Last fall, after playing around with OpenAI’s GPT-3 text-generating AI model — the predecessor to GPT-4 — former Uber researcher Jerry Liu discovered what he describes as “limitations” around the model’s ability to work with private data. (e.g. personal files). To solve this, he launched an open source project, LamaIndexdesigned to unlock the capabilities and use cases of large language models (LLMs) such as GPT-3 and GPT-4.
“LLMs provide incredible capabilities for knowledge extraction and reasoning — they can answer questions, summarize and extract insights, and even sequential decision-making with an external environment,” Liu told businessroundups.org in an email interview. “But LLMs have limits.”
As the project grew in popularity (200,000 monthly downloads), Liu joined forces with Simon Suo, one of his old colleagues at Uber, to turn LlamaIndex into a full-fledged company. Today, LlamaIndex (the company) provides a framework to help developers leverage the capabilities of LLMs on top of their personal or organizational data.
“LlamaIndex [helps] developers manage their data for LLM applications,” Liu said. “Our toolkit has the most depth in this aspect and we make it easy to integrate with other tools the developer is using.”
The LlamaIndex framework allows developers to connect data from files such as PDFs, PowerPoints, apps such as Notion and Slack, and databases such as Postgres and MongoDB to LLMs.
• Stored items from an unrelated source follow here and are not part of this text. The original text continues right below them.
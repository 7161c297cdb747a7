//! HTTP server with graceful shutdown.

use std::net::SocketAddr;
use std::sync::Arc;
use tokio::net::TcpListener;
use tokio_util::sync::CancellationToken;

use super::router::build_router;
use crate::dispatch::Dispatcher;

/// HTTP server wrapping the dispatcher.
#[derive(Debug)]
pub struct HttpServer {
    dispatcher: Arc<Dispatcher>,
    addr: SocketAddr,
    cancel: CancellationToken,
}

impl HttpServer {
    pub fn new(dispatcher: Arc<Dispatcher>, addr: SocketAddr) -> Self {
        Self {
            dispatcher,
            addr,
            cancel: CancellationToken::new(),
        }
    }

    /// Bind the configured address and serve until cancelled.
    pub async fn serve(&self) -> std::io::Result<()> {
        let listener = TcpListener::bind(self.addr).await?;
        self.serve_on(listener).await
    }

    /// Serve on an already-bound listener.
    pub async fn serve_on(&self, listener: TcpListener) -> std::io::Result<()> {
        tracing::info!(
            "Quality-Guard server listening on {} ({} tools)",
            listener.local_addr()?,
            self.dispatcher.registry().len()
        );
        let app = build_router(self.dispatcher.clone());
        let cancel = self.cancel.clone();
        axum::serve(listener, app)
            .with_graceful_shutdown(async move { cancel.cancelled().await })
            .await?;
        tracing::info!("HTTP server stopped");
        Ok(())
    }

    /// Request graceful shutdown.
    pub fn shutdown(&self) {
        self.cancel.cancel();
    }

    /// Token that stops the server when cancelled.
    pub fn cancel_token(&self) -> CancellationToken {
        self.cancel.clone()
    }
}
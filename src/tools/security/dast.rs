//! Dynamic check of a live endpoint: one GET, response headers inspected.

use reqwest::header::HeaderMap;

use super::{Severity, Vulnerability};
use crate::types::Result;

struct HeaderRule {
    id: &'static str,
    header: &'static str,
    severity: Severity,
    title: &'static str,
    recommendation: &'static str,
    https_only: bool,
}

const HEADER_RULES: &[HeaderRule] = &[
    HeaderRule {
        id: "QG-DAST-HSTS",
        header: "strict-transport-security",
        severity: Severity::Medium,
        title: "Missing Strict-Transport-Security header",
        recommendation: "Send `Strict-Transport-Security: max-age=31536000; includeSubDomains`.",
        https_only: true,
    },
    HeaderRule {
        id: "QG-DAST-CSP",
        header: "content-security-policy",
        severity: Severity::Medium,
        title: "Missing Content-Security-Policy header",
        recommendation: "Define a restrictive Content-Security-Policy.",
        https_only: false,
    },
    HeaderRule {
        id: "QG-DAST-XCTO",
        header: "x-content-type-options",
        severity: Severity::Low,
        title: "Missing X-Content-Type-Options header",
        recommendation: "Send `X-Content-Type-Options: nosniff`.",
        https_only: false,
    },
    HeaderRule {
        id: "QG-DAST-XFO",
        header: "x-frame-options",
        severity: Severity::Low,
        title: "Missing X-Frame-Options header",
        recommendation: "Send `X-Frame-Options: DENY` or a CSP frame-ancestors directive.",
        https_only: false,
    },
    HeaderRule {
        id: "QG-DAST-REFERRER",
        header: "referrer-policy",
        severity: Severity::Info,
        title: "Missing Referrer-Policy header",
        recommendation: "Send `Referrer-Policy: strict-origin-when-cross-origin`.",
        https_only: false,
    },
];

/// Whether `target` is something the dynamic scan can reach.
pub fn is_url(target: &str) -> bool {
    target.starts_with("http://") || target.starts_with("https://")
}

/// GET `url` and report missing security headers. Transport failures are
/// errors.
pub async fn scan_endpoint(client: &reqwest::Client, url: &str) -> Result<Vec<Vulnerability>> {
    let response = client.get(url).send().await?;
    tracing::debug!("dast: GET {} -> {}", url, response.status());
    Ok(inspect_headers(url, response.headers()))
}

/// Findings for the headers of one response.
pub fn inspect_headers(url: &str, headers: &HeaderMap) -> Vec<Vulnerability> {
    let https = url.starts_with("https://");
    let csp_frames = headers
        .get("content-security-policy")
        .and_then(|v| v.to_str().ok())
        .is_some_and(|v| v.contains("frame-ancestors"));

    let mut found: Vec<Vulnerability> = HEADER_RULES
        .iter()
        .filter(|rule| https || !rule.https_only)
        .filter(|rule| !headers.contains_key(rule.header))
        .filter(|rule| !(rule.header == "x-frame-options" && csp_frames))
        .map(|rule| Vulnerability {
            id: Some(rule.id.to_string()),
            severity: rule.severity,
            title: rule.title.to_string(),
            description: Some(format!("{} does not send the {} header", url, rule.header)),
            recommendation: Some(rule.recommendation.to_string()),
            ..Vulnerability::default()
        })
        .collect();

    if let Some(server) = headers.get("server").and_then(|v| v.to_str().ok()) {
        if server.chars().any(|c| c.is_ascii_digit()) {
            found.push(Vulnerability {
                id: Some("QG-DAST-SERVER".to_string()),
                severity: Severity::Info,
                title: "Server header discloses version".to_string(),
                description: Some(format!("Server: {}", server)),
                recommendation: Some("Strip version details from the Server header.".to_string()),
                ..Vulnerability::default()
            });
        }
    }
    found
}
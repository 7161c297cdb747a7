//! Health probes for monitored targets.
//!
//! A target string resolves to exactly one probe kind:
//! - `http://` / `https://` URL: GET, healthy on 2xx;
//! - `component::operation` registered in the operation registry;
//! - path of an existing file: executed, healthy on exit code 0.

use async_trait::async_trait;
use serde_json::Value;
use std::path::{Path, PathBuf};
use std::sync::Arc;
use std::time::Duration;

use crate::process::{self, CommandSpec};
use crate::tools::operations::{Operation, OperationRegistry};
use crate::types::{Error, Result};

/// Result of one probe call.
#[derive(Debug, Clone, Default, PartialEq, Eq)]
pub struct ProbeOutcome {
    pub healthy: bool,
    /// Failure reason or status line.
    pub detail: Option<String>,
    /// Warning lines surfaced by the target while probing.
    pub warnings: Vec<String>,
}

impl ProbeOutcome {
    pub fn healthy() -> Self {
        Self {
            healthy: true,
            ..Default::default()
        }
    }

    pub fn unhealthy(detail: impl Into<String>) -> Self {
        Self {
            healthy: false,
            detail: Some(detail.into()),
            warnings: Vec::new(),
        }
    }
}

/// One health check against a monitored target.
#[cfg_attr(test, mockall::automock)]
#[async_trait]
pub trait Probe: Send + Sync {
    async fn check(&self) -> ProbeOutcome;
}

/// Resolve `target` into a probe.
pub fn resolve_probe(
    target: &str,
    operations: &OperationRegistry,
    timeout: Duration,
) -> Result<Box<dyn Probe>> {
    if target.starts_with("http://") || target.starts_with("https://") {
        return Ok(Box::new(HttpProbe::new(target, timeout)?));
    }
    if target.contains("::") {
        let operation = operations.resolve_key(target).map_err(|_| {
            Error::validation(format!("operation '{}' is not registered", target))
        })?;
        return Ok(Box::new(OperationProbe { operation }));
    }
    let path = Path::new(target);
    if path.is_file() {
        return Ok(Box::new(CommandProbe {
            path: path.to_path_buf(),
            timeout,
        }));
    }
    Err(Error::validation(format!(
        "cannot resolve target '{}': expected an http(s) URL, a registered component::operation or an existing script path",
        target
    )))
}

// =============================================================================
// HTTP
// =============================================================================

#[derive(Debug)]
pub struct HttpProbe {
    client: reqwest::Client,
    url: String,
}

impl HttpProbe {
    pub fn new(url: &str, timeout: Duration) -> Result<Self> {
        let client = reqwest::Client::builder().timeout(timeout).build()?;
        Ok(Self {
            client,
            url: url.to_string(),
        })
    }
}

#[async_trait]
impl Probe for HttpProbe {
    async fn check(&self) -> ProbeOutcome {
        match self.client.get(&self.url).send().await {
            Ok(resp) if resp.status().is_success() => ProbeOutcome::healthy(),
            Ok(resp) => ProbeOutcome::unhealthy(format!("GET {} returned {}", self.url, resp.status())),
            Err(e) => ProbeOutcome::unhealthy(format!("GET {} failed: {}", self.url, e)),
        }
    }
}

// =============================================================================
// Operation
// =============================================================================

pub struct OperationProbe {
    operation: Arc<dyn Operation>,
}

impl std::fmt::Debug for OperationProbe {
    fn fmt(&self, f: &mut std::fmt::Formatter<'_>) -> std::fmt::Result {
        f.debug_struct("OperationProbe").finish_non_exhaustive()
    }
}

#[async_trait]
impl Probe for OperationProbe {
    async fn check(&self) -> ProbeOutcome {
        match self.operation.invoke(&Value::Null).await {
            Ok(_) => ProbeOutcome::healthy(),
            Err(e) => ProbeOutcome::unhealthy(e.to_string()),
        }
    }
}

// =============================================================================
// Command
// =============================================================================

#[derive(Debug)]
pub struct CommandProbe {
    path: PathBuf,
    timeout: Duration,
}

#[async_trait]
impl Probe for CommandProbe {
    async fn check(&self) -> ProbeOutcome {
        let spec = CommandSpec::new(self.path.to_string_lossy());
        let output = match process::run_captured(&spec, Some(self.timeout)).await {
            Ok(output) => output,
            Err(e) => return ProbeOutcome::unhealthy(e.to_string()),
        };
        let warnings = output
            .stdout
            .lines()
            .chain(output.stderr.lines())
            .filter(|l| l.to_ascii_lowercase().contains("warn"))
            .map(|l| l.trim().to_string())
            .collect();
        ProbeOutcome {
            healthy: output.succeeded(),
            detail: (!output.succeeded()).then(|| {
                format!("'{}' exited with code {}", spec.display(), output.exit_code())
            }),
            warnings,
        }
    }
}
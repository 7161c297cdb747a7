//! Failure-condition expressions such as `errorRate > 5%` or
//! `avgResponseTime >= 2000ms`.

use regex::Regex;
use std::fmt;
use std::str::FromStr;
use std::sync::LazyLock;

use crate::types::{Error, Result};

#[allow(clippy::expect_used)]
static CONDITION: LazyLock<Regex> = LazyLock::new(|| {
    Regex::new(
        r"^\s*(errorRate|avgResponseTime|maxResponseTime|failedChecks)\s*(>=|<=|>|<)\s*(\d+(?:\.\d+)?)\s*(%|ms)?\s*$",
    )
    .expect("static pattern")
});

#[derive(Debug, Clone, Copy, PartialEq, Eq)]
pub enum Metric {
    /// Percent of failed checks.
    ErrorRate,
    /// Mean probe response time in milliseconds.
    AvgResponseTime,
    MaxResponseTime,
    FailedChecks,
}

impl Metric {
    fn unit(self) -> Option<&'static str> {
        match self {
            Metric::ErrorRate => Some("%"),
            Metric::AvgResponseTime | Metric::MaxResponseTime => Some("ms"),
            Metric::FailedChecks => None,
        }
    }
}

#[derive(Debug, Clone, Copy, PartialEq, Eq)]
pub enum Comparison {
    Gt,
    Ge,
    Lt,
    Le,
}

impl Comparison {
    fn holds(self, observed: f64, threshold: f64) -> bool {
        match self {
            Comparison::Gt => observed > threshold,
            Comparison::Ge => observed >= threshold,
            Comparison::Lt => observed < threshold,
            Comparison::Le => observed <= threshold,
        }
    }
}

/// Aggregates a condition is evaluated against.
#[derive(Debug, Clone, Copy, Default, PartialEq)]
pub struct ObservedMetrics {
    pub error_rate_percent: f64,
    pub avg_response_ms: f64,
    pub max_response_ms: f64,
    pub failed_checks: u64,
}

impl ObservedMetrics {
    fn value(&self, metric: Metric) -> f64 {
        match metric {
            Metric::ErrorRate => self.error_rate_percent,
            Metric::AvgResponseTime => self.avg_response_ms,
            Metric::MaxResponseTime => self.max_response_ms,
            Metric::FailedChecks => self.failed_checks as f64,
        }
    }
}

/// A parsed failure condition.
#[derive(Debug, Clone, PartialEq)]
pub struct FailureCondition {
    pub metric: Metric,
    pub comparison: Comparison,
    pub threshold: f64,
    raw: String,
}

impl FailureCondition {
    /// Observed value when the condition triggers.
    pub fn evaluate(&self, observed: &ObservedMetrics) -> Option<f64> {
        let value = observed.value(self.metric);
        self.comparison.holds(value, self.threshold).then_some(value)
    }

    pub fn as_str(&self) -> &str {
        &self.raw
    }
}

impl fmt::Display for FailureCondition {
    fn fmt(&self, f: &mut fmt::Formatter<'_>) -> fmt::Result {
        f.write_str(&self.raw)
    }
}

impl FromStr for FailureCondition {
    type Err = Error;

    fn from_str(raw: &str) -> Result<Self> {
        let invalid = |why: &str| {
            Error::validation(format!("invalid failure condition '{}': {}", raw, why))
        };
        let caps = CONDITION
            .captures(raw)
            .ok_or_else(|| invalid("expected '<metric> <op> <number>[%|ms]'"))?;

        let metric = match &caps[1] {
            "errorRate" => Metric::ErrorRate,
            "avgResponseTime" => Metric::AvgResponseTime,
            "maxResponseTime" => Metric::MaxResponseTime,
            _ => Metric::FailedChecks,
        };
        let comparison = match &caps[2] {
            ">" => Comparison::Gt,
            ">=" => Comparison::Ge,
            "<" => Comparison::Lt,
            _ => Comparison::Le,
        };
        let threshold: f64 = caps[3].parse().map_err(|_| invalid("bad number"))?;
        if let Some(unit) = caps.get(4).map(|m| m.as_str()) {
            if metric.unit() != Some(unit) {
                return Err(invalid(&format!("unit '{}' does not apply to {}", unit, &caps[1])));
            }
        }

        Ok(Self {
            metric,
            comparison,
            threshold,
            raw: raw.trim().to_string(),
        })
    }
}

/// Parse every condition, failing on the first invalid one.
pub fn parse_all(raw: &[String]) -> Result<Vec<FailureCondition>> {
    raw.iter().map(|c| c.parse()).collect()
}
The framework includes connectors to include data sources and data formats, as well as ways to structure data so that it can be easily used with LLMs.
In addition, LlamaIndex features a data retrieval and query interface that allows developers to enter any LLM input prompt to return what Liu describes as “context and knowledge-augmented” output.
“There are other LLM application frameworks that provide basic building blocks for LLM applications and agents,” said Liu. “What’s specific to LlamaIndex is that we focus on connecting your data sources to LLMs, and we have extensive tools for data ingestion, data management and indexing, and data retrieval related to LLM applications.”
The prospect of expanding LLMs in this way provoked investors, who pledged $8.5 million to LlamaIndex in a recently closed seed funding round. Greylock led with the participation of angel investors including Jack Altman, Lenny Rachitsky and Charles Xie.
So what will LlamaIndex spend the money on? Liu says it will be used to build an “enterprise solution” on top of the open source LlamaIndex project, which will launch later this year. One capability allows customers to use “protection grade” data connectors to parse and transport large amounts of data, while another, related capability allows them to index “domain-specific” data.
“LlamaIndex is not tied to a specific piece of technology, so we can continue to be used with LLMs as the technology evolves,” Liu said. “The AI industry is evolving so quickly that any initial stacks that emerge will likely change over the course of the next few months.”